* _RECORDED DATA_:
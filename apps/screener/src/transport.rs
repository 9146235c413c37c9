//! Resilient transport — retry with exponential backoff and jitter around any
//! outbound call.
//!
//! ARCHITECTURAL RULE: every network round-trip (crawler capability, reasoning
//! capability) goes through [`execute`]. No other module implements its own
//! retry loop.
//!
//! The executor is generic over the request function: each attempt invokes the
//! closure, classifies the failure, and either backs off and retries
//! (`Retryable`) or short-circuits (`Fatal`). Attempt count and cumulative
//! delay are both capped by the policy.

use std::fmt;
use std::future::Future;
use std::time::Duration;

use rand::Rng;
use thiserror::Error;
use tracing::{debug, warn};

/// Retry policy for one logical outbound call.
///
/// All knobs come from configuration; see `Config::from_env`.
#[derive(Debug, Clone)]
pub struct RetryPolicy {
    /// Total attempts, including the first one.
    pub max_attempts: u32,
    /// Delay before the second attempt.
    pub base_backoff: Duration,
    /// Multiplier applied to the delay after every failed attempt.
    pub multiplier: f64,
    /// Jitter fraction: each delay is scaled by a uniform factor in
    /// `[1 - jitter, 1 + jitter]`.
    pub jitter: f64,
    /// Timeout applied to every individual attempt.
    pub attempt_timeout: Duration,
    /// Cap on the sum of backoff delays; once the budget would be exceeded,
    /// the call gives up even if attempts remain.
    pub max_total_delay: Duration,
}

impl Default for RetryPolicy {
    fn default() -> Self {
        Self {
            max_attempts: 3,
            base_backoff: Duration::from_millis(500),
            multiplier: 2.0,
            jitter: 0.25,
            attempt_timeout: Duration::from_secs(15),
            max_total_delay: Duration::from_secs(60),
        }
    }
}

/// Whether a failed attempt is worth retrying.
#[derive(Debug, Clone, Copy, PartialEq, Eq)]
pub enum FailureKind {
    /// 5xx, 429, timeout, connection reset — try again.
    Retryable,
    /// Other 4xx, malformed response — retrying cannot help.
    Fatal,
}

/// One failed attempt, as reported by the request function.
#[derive(Debug, Clone)]
pub struct TransportFailure {
    pub kind: FailureKind,
    pub message: String,
}

impl TransportFailure {
    pub fn retryable(message: impl Into<String>) -> Self {
        Self {
            kind: FailureKind::Retryable,
            message: message.into(),
        }
    }

    pub fn fatal(message: impl Into<String>) -> Self {
        Self {
            kind: FailureKind::Fatal,
            message: message.into(),
        }
    }
}

impl fmt::Display for TransportFailure {
    fn fmt(&self, f: &mut fmt::Formatter<'_>) -> fmt::Result {
        match self.kind {
            FailureKind::Retryable => write!(f, "retryable: {}", self.message),
            FailureKind::Fatal => write!(f, "fatal: {}", self.message),
        }
    }
}

/// Terminal transport failure. Carries the last underlying cause and the
/// number of attempts made — never silently swallowed by callers.
#[derive(Debug, Error)]
pub enum TransportError {
    #[error("gave up after {attempts} attempts, last failure: {last}")]
    Exhausted { attempts: u32, last: TransportFailure },

    #[error("fatal failure on attempt {attempts}: {last}")]
    Fatal { attempts: u32, last: TransportFailure },
}

/// Executes `op` under `policy`.
///
/// Each attempt is wrapped in the per-attempt timeout (a timeout counts as a
/// retryable failure). A `Fatal` classification short-circuits remaining
/// retries. Emits one structured log line per attempt.
pub async fn execute<T, F, Fut>(
    policy: &RetryPolicy,
    label: &str,
    mut op: F,
) -> Result<T, TransportError>
where
    F: FnMut() -> Fut,
    Fut: Future<Output = Result<T, TransportFailure>>,
{
    let mut attempt: u32 = 1;
    let mut delay_spent = Duration::ZERO;

    loop {
        let started = tokio::time::Instant::now();
        let outcome = match tokio::time::timeout(policy.attempt_timeout, op()).await {
            Ok(result) => result,
            Err(_) => Err(TransportFailure::retryable(format!(
                "attempt timed out after {:?}",
                policy.attempt_timeout
            ))),
        };
        let latency = started.elapsed();

        let failure = match outcome {
            Ok(value) => {
                debug!(label, attempt, latency_ms = latency.as_millis() as u64, "call succeeded");
                return Ok(value);
            }
            Err(failure) => failure,
        };

        warn!(
            label,
            attempt,
            latency_ms = latency.as_millis() as u64,
            kind = ?failure.kind,
            "call failed: {}",
            failure.message
        );

        if failure.kind == FailureKind::Fatal {
            return Err(TransportError::Fatal {
                attempts: attempt,
                last: failure,
            });
        }

        if attempt >= policy.max_attempts {
            return Err(TransportError::Exhausted {
                attempts: attempt,
                last: failure,
            });
        }

        let delay = backoff_delay(policy, attempt);
        if delay_spent + delay > policy.max_total_delay {
            warn!(label, attempt, "backoff budget exhausted");
            return Err(TransportError::Exhausted {
                attempts: attempt,
                last: failure,
            });
        }
        delay_spent += delay;

        debug!(label, attempt, delay_ms = delay.as_millis() as u64, "backing off");
        tokio::time::sleep(delay).await;
        attempt += 1;
    }
}

/// Exponential backoff with multiplicative jitter.
fn backoff_delay(policy: &RetryPolicy, failed_attempts: u32) -> Duration {
    let exp = policy.base_backoff.as_secs_f64()
        * policy.multiplier.powi(failed_attempts.saturating_sub(1) as i32);
    let factor = if policy.jitter > 0.0 {
        rand::thread_rng().gen_range(1.0 - policy.jitter..=1.0 + policy.jitter)
    } else {
        1.0
    };
    Duration::from_secs_f64((exp * factor).max(0.0))
}

/// HTTP status classification shared by the crawler and reasoning clients:
/// 429 and 5xx are retryable, every other non-success status is fatal.
pub fn classify_status(status: reqwest::StatusCode) -> FailureKind {
    if status.as_u16() == 429 || status.is_server_error() {
        FailureKind::Retryable
    } else {
        FailureKind::Fatal
    }
}

/// Builds a failure from a non-success HTTP status plus a body snippet.
pub fn failure_from_status(status: reqwest::StatusCode, body: &str) -> TransportFailure {
    let snippet: String = body.chars().take(200).collect();
    TransportFailure {
        kind: classify_status(status),
        message: format!("HTTP {status}: {snippet}"),
    }
}

/// Classifies a reqwest error: timeouts and connection failures are
/// retryable, request construction and body decode problems are fatal.
pub fn failure_from_request(err: &reqwest::Error) -> TransportFailure {
    if err.is_timeout() || err.is_connect() {
        TransportFailure::retryable(format!("network error: {err}"))
    } else if err.is_builder() || err.is_decode() {
        TransportFailure::fatal(format!("malformed request/response: {err}"))
    } else {
        // Connection resets and other mid-flight request errors.
        TransportFailure::retryable(format!("request error: {err}"))
    }
}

* _WORK ORDER_: Please transcribe the data exactly from its first line. End with the line that contains "use std::future::Future;".

* _TASK ANSWER_:
filename apps/screener/src/transport.rs
repository 9146235c413c37c9
//! Resilient transport — retry with exponential backoff and jitter around any
//! outbound call.
//!
//! ARCHITECTURAL RULE: every network round-trip (crawler capability, reasoning
//! capability) goes through [`execute`]. No other module implements its own
//! retry loop.
//!
//! The executor is generic over the request function: each attempt invokes the
//! closure, classifies the failure, and either backs off and retries
//! (`Retryable`) or short-circuits (`Fatal`). Attempt count and cumulative
//! delay are both capped by the policy.

use std::fmt;
use std::future::Future;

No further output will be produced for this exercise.